## Assignment:
Present exactly, and only, the lines running from the line that contains "Arc::new(FileIdStore::new(&args.state_dir))" through the end of the entries below.

## Working data:
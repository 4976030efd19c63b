//! Minimal W3C WebDriver client for rendering script-heavy pages.
//!
//! Some sources only fill in their headline list after client-side scripts
//! run, so a plain GET sees an empty shell. For those we drive a headless
//! browser through any WebDriver endpoint (chromedriver, geckodriver,
//! msedgedriver, a Selenium grid or a Browserless instance).
//!
//! Only the handful of commands the sources need are implemented:
//! new session, timeouts, navigate, find element, element text/attribute,
//! page source and delete session.
//!
//! A [`BrowserSession`] holds a live remote session and implements
//! [`Resource`], so it is always leased through
//! [`ResourceSession`](crate::session::ResourceSession) and deleted on every
//! exit path.

use crate::error::FetchError;
use crate::session::{Lease, Resource};
use async_trait::async_trait;
use reqwest::{Client, Method};
use serde::Deserialize;
use serde_json::{Value, json};
use std::time::Duration;
use tokio::time::{Instant, sleep};
use tracing::{debug, info, instrument, warn};

/// W3C element reference key in find-element responses.
const ELEMENT_KEY: &str = "element-6066-11e4-a52e-4f735466cecf";

/// How often [`BrowserSession::wait_for`] re-queries the DOM.
const WAIT_POLL_INTERVAL: Duration = Duration::from_millis(500);

/// Which browser the driver endpoint should start.
#[derive(Debug, Clone, Copy, Default, PartialEq, Eq, Deserialize)]
#[serde(rename_all = "lowercase")]
pub enum BrowserKind {
    #[default]
    Chrome,
    Firefox,
    Edge,
}

impl BrowserKind {
    /// `capabilities.alwaysMatch` for a headless, automation-quiet session.
    fn capabilities(self, user_agent: &str) -> Value {
        match self {
            BrowserKind::Chrome => json!({
                "browserName": "chrome",
                "goog:chromeOptions": {
                    "args": chromium_args(user_agent),
                    "excludeSwitches": ["enable-automation"],
                },
            }),
            BrowserKind::Edge => json!({
                "browserName": "MicrosoftEdge",
                "ms:edgeOptions": {
                    "args": chromium_args(user_agent),
                    "excludeSwitches": ["enable-automation"],
                },
            }),
            BrowserKind::Firefox => json!({
                "browserName": "firefox",
                "moz:firefoxOptions": {
                    "args": ["-headless"],
                    "prefs": { "general.useragent.override": user_agent },
                },
            }),
        }
    }
}

fn chromium_args(user_agent: &str) -> Vec<String> {
    vec![
        "--headless=new".to_string(),
        "--disable-gpu".to_string(),
        "--no-sandbox".to_string(),
        "--disable-dev-shm-usage".to_string(),
        "--disable-blink-features=AutomationControlled".to_string(),
        format!("--user-agent={user_agent}"),
    ]
}

/// How to locate an element.
#[derive(Debug, Clone, PartialEq, Eq)]
pub enum Locator {
    Css(String),
    XPath(String),
}

impl Locator {
    fn strategy(&self) -> (&'static str, &str) {
        match self {
            Locator::Css(s) => ("css selector", s),
            Locator::XPath(s) => ("xpath", s),
        }
    }
}

/// Opaque handle to an element inside a session.
#[derive(Debug, Clone, PartialEq, Eq)]
pub struct ElementRef(String);

/// Connection settings for a WebDriver endpoint.
#[derive(Debug, Clone)]
pub struct WebDriverClient {
    http: Client,
    base_url: String,
    browser: BrowserKind,
    user_agent: String,
    page_load_timeout: Duration,
}

impl WebDriverClient {
    /// # Arguments
    ///
    /// * `base_url` - Driver endpoint, e.g. `http://localhost:9515`
    /// * `browser` - Browser to request in the new-session capabilities
    /// * `user_agent` - User agent the browser should present
    /// * `page_load_timeout` - Per-navigation limit enforced by the driver
    pub fn new(
        base_url: &str,
        browser: BrowserKind,
        user_agent: &str,
        page_load_timeout: Duration,
    ) -> Result<Self, FetchError> {
        // Driver calls block for up to the page-load limit, plus slack for
        // session startup.
        let http = Client::builder()
            .timeout(page_load_timeout + Duration::from_secs(30))
            .build()?;
        Ok(Self {
            http,
            base_url: base_url.trim_end_matches('/').to_string(),
            browser,
            user_agent: user_agent.to_string(),
            page_load_timeout,
        })
    }

    /// Start a new browser session.
    ///
    /// If the session is created but configuring it fails or is cancelled,
    /// the session is deleted so no browser is left running.
    #[instrument(level = "info", skip_all, fields(endpoint = %self.base_url))]
    pub async fn open_session(&self) -> Result<BrowserSession, FetchError> {
        let body = json!({
            "capabilities": {
                "alwaysMatch": self.browser.capabilities(&self.user_agent),
            },
        });
        let value = send_command(&self.http, Method::POST, &format!("{}/session", self.base_url), Some(body)).await?;
        let session_id = value
            .get("sessionId")
            .and_then(Value::as_str)
            .ok_or_else(|| FetchError::Transport("new session response carried no sessionId".to_string()))?;

        // Guarded until fully configured: a caller timing out here still
        // gets the remote session deleted.
        let session = Lease::new(
            BrowserSession {
                http: self.http.clone(),
                url: format!("{}/session/{}", self.base_url, session_id),
            },
            "browser session",
        );
        info!(session = %session_id, browser = ?self.browser, "Browser session opened");

        let timeouts = json!({
            "implicit": 2_000,
            "pageLoad": self.page_load_timeout.as_millis() as u64,
        });
        if let Err(e) = session.command(Method::POST, "/timeouts", Some(timeouts)).await {
            warn!(error = %e, "Configuring session timeouts failed; closing session");
            session.release().await;
            return Err(e);
        }
        Ok(session.into_inner())
    }
}

/// A live remote browser session.
#[derive(Debug)]
pub struct BrowserSession {
    http: Client,
    /// `{base}/session/{id}`
    url: String,
}

impl BrowserSession {
    async fn command(&self, method: Method, path: &str, body: Option<Value>) -> Result<Value, FetchError> {
        send_command(&self.http, method, &format!("{}{}", self.url, path), body).await
    }

    pub async fn navigate(&self, url: &str) -> Result<(), FetchError> {
        debug!(%url, "Navigating");
        self.command(Method::POST, "/url", Some(json!({ "url": url }))).await?;
        Ok(())
    }

    /// Find the first element matching `locator`, or `None` if there is none.
    pub async fn find_element(&self, locator: &Locator) -> Result<Option<ElementRef>, FetchError> {
        let (using, value) = locator.strategy();
        match self
            .command(Method::POST, "/element", Some(json!({ "using": using, "value": value })))
            .await
        {
            Ok(v) => element_ref(&v)
                .map(Some)
                .ok_or_else(|| FetchError::Transport("find element response carried no element".to_string())),
            Err(FetchError::NotFound { .. }) => Ok(None),
            Err(e) => Err(e),
        }
    }

    /// Poll for an element until it shows up or `timeout` elapses.
    pub async fn wait_for(&self, locator: &Locator, timeout: Duration) -> Result<ElementRef, FetchError> {
        let deadline = Instant::now() + timeout;
        loop {
            if let Some(el) = self.find_element(locator).await? {
                return Ok(el);
            }
            if Instant::now() >= deadline {
                let (_, value) = locator.strategy();
                return Err(FetchError::not_found(self.current_url().await.unwrap_or_default(), value));
            }
            sleep(WAIT_POLL_INTERVAL).await;
        }
    }

    pub async fn text(&self, el: &ElementRef) -> Result<String, FetchError> {
        let v = self.command(Method::GET, &format!("/element/{}/text", el.0), None).await?;
        Ok(v.as_str().unwrap_or_default().to_string())
    }

    pub async fn attribute(&self, el: &ElementRef, name: &str) -> Result<Option<String>, FetchError> {
        let v = self
            .command(Method::GET, &format!("/element/{}/attribute/{}", el.0, name), None)
            .await?;
        Ok(v.as_str().map(str::to_string))
    }

    /// Serialized DOM of the current page.
    pub async fn page_source(&self) -> Result<String, FetchError> {
        let v = self.command(Method::GET, "/source", None).await?;
        Ok(v.as_str().unwrap_or_default().to_string())
    }

    pub async fn current_url(&self) -> Result<String, FetchError> {
        let v = self.command(Method::GET, "/url", None).await?;
        Ok(v.as_str().unwrap_or_default().to_string())
    }
}

#[async_trait]
impl Resource for BrowserSession {
    async fn release(self) {
        match self.http.delete(&self.url).send().await {
            Ok(resp) if resp.status().is_success() => debug!(session = %self.url, "Browser session closed"),
            Ok(resp) => warn!(session = %self.url, status = %resp.status(), "Deleting browser session failed"),
            Err(e) => warn!(session = %self.url, error = %e, "Deleting browser session failed"),
        }
    }
}

async fn send_command(http: &Client, method: Method, url: &str, body: Option<Value>) -> Result<Value, FetchError> {
    let mut req = http.request(method, url);
    if let Some(body) = body {
        req = req.json(&body);
    }
    let resp = req.send().await?;
    let status = resp.status();
    let payload: Value = resp
        .json()
        .await
        .map_err(|e| FetchError::Transport(format!("{url} returned {status} with unreadable body: {e}")))?;
    let value = payload.get("value").cloned().unwrap_or(Value::Null);

    if status.is_success() {
        return Ok(value);
    }
    let code = value.get("error").and_then(Value::as_str).unwrap_or("unknown error");
    let message = value.get("message").and_then(Value::as_str).unwrap_or_default();
    Err(classify_driver_error(code, message, url))
}

fn element_ref(value: &Value) -> Option<ElementRef> {
    value
        .get(ELEMENT_KEY)
        .or_else(|| value.get("ELEMENT"))
        .and_then(Value::as_str)
        .map(|id| ElementRef(id.to_string()))
}

/// Map a W3C WebDriver error code onto the fetch error taxonomy.
pub fn classify_driver_error(code: &str, message: &str, url: &str) -> FetchError {
    let detail = if message.is_empty() {
        code.to_string()
    } else {
        format!("{code}: {message}")
    };
    match code {
        "no such element" | "stale element reference" => FetchError::not_found(url, detail),
        "timeout" | "script timeout" => FetchError::Timeout(detail),
        "session not created" | "invalid session id" | "unknown error" | "disconnected" => {
            FetchError::Transport(detail)
        }
        _ => FetchError::Rejected(detail),
    }
}

#[cfg(test)]
mod tests {
    use super::*;

    #[test]
    fn test_classify_driver_error() {
        let u = "http://localhost:9515/session/abc/element";
        assert!(matches!(
            classify_driver_error("no such element", "xpath", u),
            FetchError::NotFound { .. }
        ));
        assert!(classify_driver_error("timeout", "", u).is_transient());
        assert!(classify_driver_error("session not created", "chrome crashed", u).is_transient());
        assert!(matches!(
            classify_driver_error("invalid selector", "bad xpath", u),
            FetchError::Rejected(_)
        ));
    }

    #[test]
    fn test_element_ref_parsing() {
        let w3c = json!({ ELEMENT_KEY: "el-1" });
        assert_eq!(element_ref(&w3c), Some(ElementRef("el-1".into())));
        let legacy = json!({ "ELEMENT": "el-2" });
        assert_eq!(element_ref(&legacy), Some(ElementRef("el-2".into())));
        assert_eq!(element_ref(&json!(null)), None);
    }

    #[test]
    fn test_capabilities_per_browser() {
        let chrome = BrowserKind::Chrome.capabilities("UA");
        assert_eq!(chrome["browserName"], "chrome");
        let args = chrome["goog:chromeOptions"]["args"].as_array().unwrap();
        assert!(args.iter().any(|a| a == "--headless=new"));
        assert!(args.iter().any(|a| a == "--user-agent=UA"));

        let firefox = BrowserKind::Firefox.capabilities("UA");
        assert_eq!(firefox["moz:firefoxOptions"]["prefs"]["general.useragent.override"], "UA");

        assert_eq!(BrowserKind::Edge.capabilities("UA")["browserName"], "MicrosoftEdge");
    }

    #[test]
    fn test_locator_strategy() {
        assert_eq!(Locator::XPath("//a".into()).strategy(), ("xpath", "//a"));
        assert_eq!(Locator::Css("a.x".into()).strategy(), ("css selector", "a.x"));
    }
}
//! # News Relay
//!
//! Polls a set of news pages for their latest headline and relays every new
//! item exactly once to a Telegram chat.
//!
//! ## Features
//!
//! - Three source kinds: static HTML with CSS selectors, Next.js pages with
//!   an embedded `__NEXT_DATA__` blob, and script-rendered pages read through
//!   a WebDriver browser session
//! - Bounded fixed-delay retry around every external fetch, with browser
//!   sessions released on every exit path
//! - Commit-on-deliver deduplication persisted per source, so restarts never
//!   lose an item and rarely repeat one
//! - Optional article body under each headline
//! - Console control: `start`, `stop`, `status`, `sources`
//!
//! ## Usage
//!
//! ```sh
//! TELEGRAM_TOKEN=... TELEGRAM_CHAT_ID=... news_relay -c sources.yaml -s ./state
//! ```
//!
//! ## Architecture
//!
//! 1. **Fetching**: each source returns its newest item (`sources`)
//! 2. **Dedup**: the item is compared with the last delivered id (`store`)
//! 3. **Queueing**: new items wait in a per-source FIFO (`queue`)
//! 4. **Delivery**: the oldest pending item is sent, then committed (`poller`)

use clap::Parser;
use std::error::Error;
use std::sync::Arc;
use tokio::io::{AsyncBufReadExt, BufReader};
use tracing::{debug, error, info, instrument, warn};
use tracing_subscriber::{EnvFilter, fmt as tfmt};

mod cli;
mod config;
mod control;
mod delivery;
mod error;
mod http;
mod models;
mod poller;
mod queue;
mod session;
mod sources;
mod store;
mod utils;
mod webdriver;

use cli::Cli;
use config::Config;
use control::{Command, HELP, respond};
use delivery::{DeliverySink, LogSink, TelegramSink};
use http::HttpFetcher;
use poller::{Poller, PollerConfig};
use session::ResourceSession;
use sources::Backends;
use store::{DedupStore, FileIdStore, IdStore, MemoryIdStore};
use utils::ensure_writable_dir;
use webdriver::WebDriverClient;

#[tokio::main]
#[instrument]
async fn main() -> Result<(), Box<dyn Error>> {
    // --- Tracing init ---
    let filter = EnvFilter::try_from_default_env().unwrap_or_else(|_| EnvFilter::new("info"));
    tfmt()
        .with_env_filter(filter)
        .with_target(true)
        .with_file(false)
        .with_line_number(false)
        .with_timer(tracing_subscriber::fmt::time::UtcTime::rfc_3339())
        .init();

    let start_time = std::time::Instant::now();
    info!("news_relay starting up");

    let args = Cli::parse();
    debug!(
        config = %args.config,
        state_dir = %args.state_dir,
        webdriver = ?args.webdriver_url,
        dry_run = args.dry_run,
        "Parsed CLI arguments"
    );

    let config = Config::load(&args.config).await?;

    // Early check: the dedup state must be persistable before anything is sent
    if let Err(e) = ensure_writable_dir(&args.state_dir).await {
        error!(
            path = %args.state_dir,
            error = %e,
            "State directory is not writable (fix perms or choose a different path)"
        );
        return Err(e);
    }

    // ---- Fetch backends and sources ----
    let retry = config.retry_policy();
    let webdriver = match &args.webdriver_url {
        Some(url) if config.has_browser_sources() => Some(WebDriverClient::new(
            url,
            config.browser,
            &config.user_agent,
            config.fetch_timeout(),
        )?),
        Some(_) => {
            debug!("No browser sources configured; WebDriver endpoint unused");
            None
        }
        None => None,
    };
    let backends = Backends {
        http: HttpFetcher::new(&config.user_agent, config.fetch_timeout(), retry)?,
        webdriver,
        session: ResourceSession::new(retry),
    };
    let sources = config
        .sources
        .iter()
        .map(|s| sources::build(s, &backends))
        .collect::<Result<Vec<_>, _>>()?;
    info!(count = sources.len(), "Sources ready");

    // ---- Delivery ----
    let destination = args
        .telegram_chat_id
        .clone()
        .unwrap_or_else(|| "dry-run".to_string());
    let sink: Arc<dyn DeliverySink> = match (&args.telegram_token, &args.telegram_chat_id) {
        (Some(token), Some(_)) if !args.dry_run => Arc::new(TelegramSink::new(token)?),
        _ => {
            if !args.dry_run {
                warn!("TELEGRAM_TOKEN or TELEGRAM_CHAT_ID missing; logging messages instead of sending");
            }
            Arc::new(LogSink)
        }
    };

    // Dry runs must not advance the persisted ids a real run relies on
    let backend: Arc<dyn IdStore> = if args.dry_run {
        Arc::new(MemoryIdStore::default())
    } else {
        Arc::new(FileIdStore::new(&args.state_dir))
    };
    let store = DedupStore::new(backend);
    let poller = Poller::new(
        PollerConfig {
            period: config.period(),
            fetch_timeout: config.fetch_timeout(),
            destination,
            include_body: config.include_body,
        },
        sources,
        store,
        sink,
    );

    if !args.no_autostart {
        println!("{}", respond(Command::Start, &poller));
    }
    println!("{HELP}");

    // ---- Console control ----
    let mut lines = BufReader::new(tokio::io::stdin()).lines();
    loop {
        tokio::select! {
            _ = tokio::signal::ctrl_c() => {
                info!("Interrupt received");
                break;
            }
            line = lines.next_line() => match line {
                Ok(Some(line)) if line.trim().is_empty() => {}
                Ok(Some(line)) => match line.parse::<Command>() {
                    Ok(cmd) => println!("{}", respond(cmd, &poller)),
                    Err(e) => println!("{e}"),
                },
                Ok(None) => {
                    info!("stdin closed; polling continues until interrupted");
                    tokio::signal::ctrl_c().await?;
                    break;
                }
                Err(e) => {
                    error!(error = %e, "Reading stdin failed");
                    break;
                }
            }
        }
    }

    poller.stop_and_join().await;

    let elapsed = start_time.elapsed();
    info!(
        ?elapsed,
        secs = elapsed.as_secs(),
        millis = elapsed.subsec_millis(),
        "Shutdown complete"
    );
    Ok(())
}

## Result of this task:
        Arc::new(FileIdStore::new(&args.state_dir))
    };
    let store = DedupStore::new(backend);
    let poller = Poller::new(
        PollerConfig {
            period: config.period(),
            fetch_timeout: config.fetch_timeout(),
            destination,
            include_body: config.include_body,
        },
        sources,
        store,
        sink,
    );

    if !args.no_autostart {
        println!("{}", respond(Command::Start, &poller));
    }
    println!("{HELP}");

    // ---- Console control ----
    let mut lines = BufReader::new(tokio::io::stdin()).lines();
    loop {
        tokio::select! {
            _ = tokio::signal::ctrl_c() => {
                info!("Interrupt received");
                break;
            }
            line = lines.next_line() => match line {
                Ok(Some(line)) if line.trim().is_empty() => {}
                Ok(Some(line)) => match line.parse::<Command>() {
                    Ok(cmd) => println!("{}", respond(cmd, &poller)),
                    Err(e) => println!("{e}"),
                },
                Ok(None) => {
                    info!("stdin closed; polling continues until interrupted");
                    tokio::signal::ctrl_c().await?;
                    break;
                }
                Err(e) => {
                    error!(error = %e, "Reading stdin failed");
                    break;
                }
            }
        }
    }

    poller.stop_and_join().await;

    let elapsed = start_time.elapsed();
    info!(
        ?elapsed,
        secs = elapsed.as_secs(),
        millis = elapsed.subsec_millis(),
        "Shutdown complete"
    );
    Ok(())
}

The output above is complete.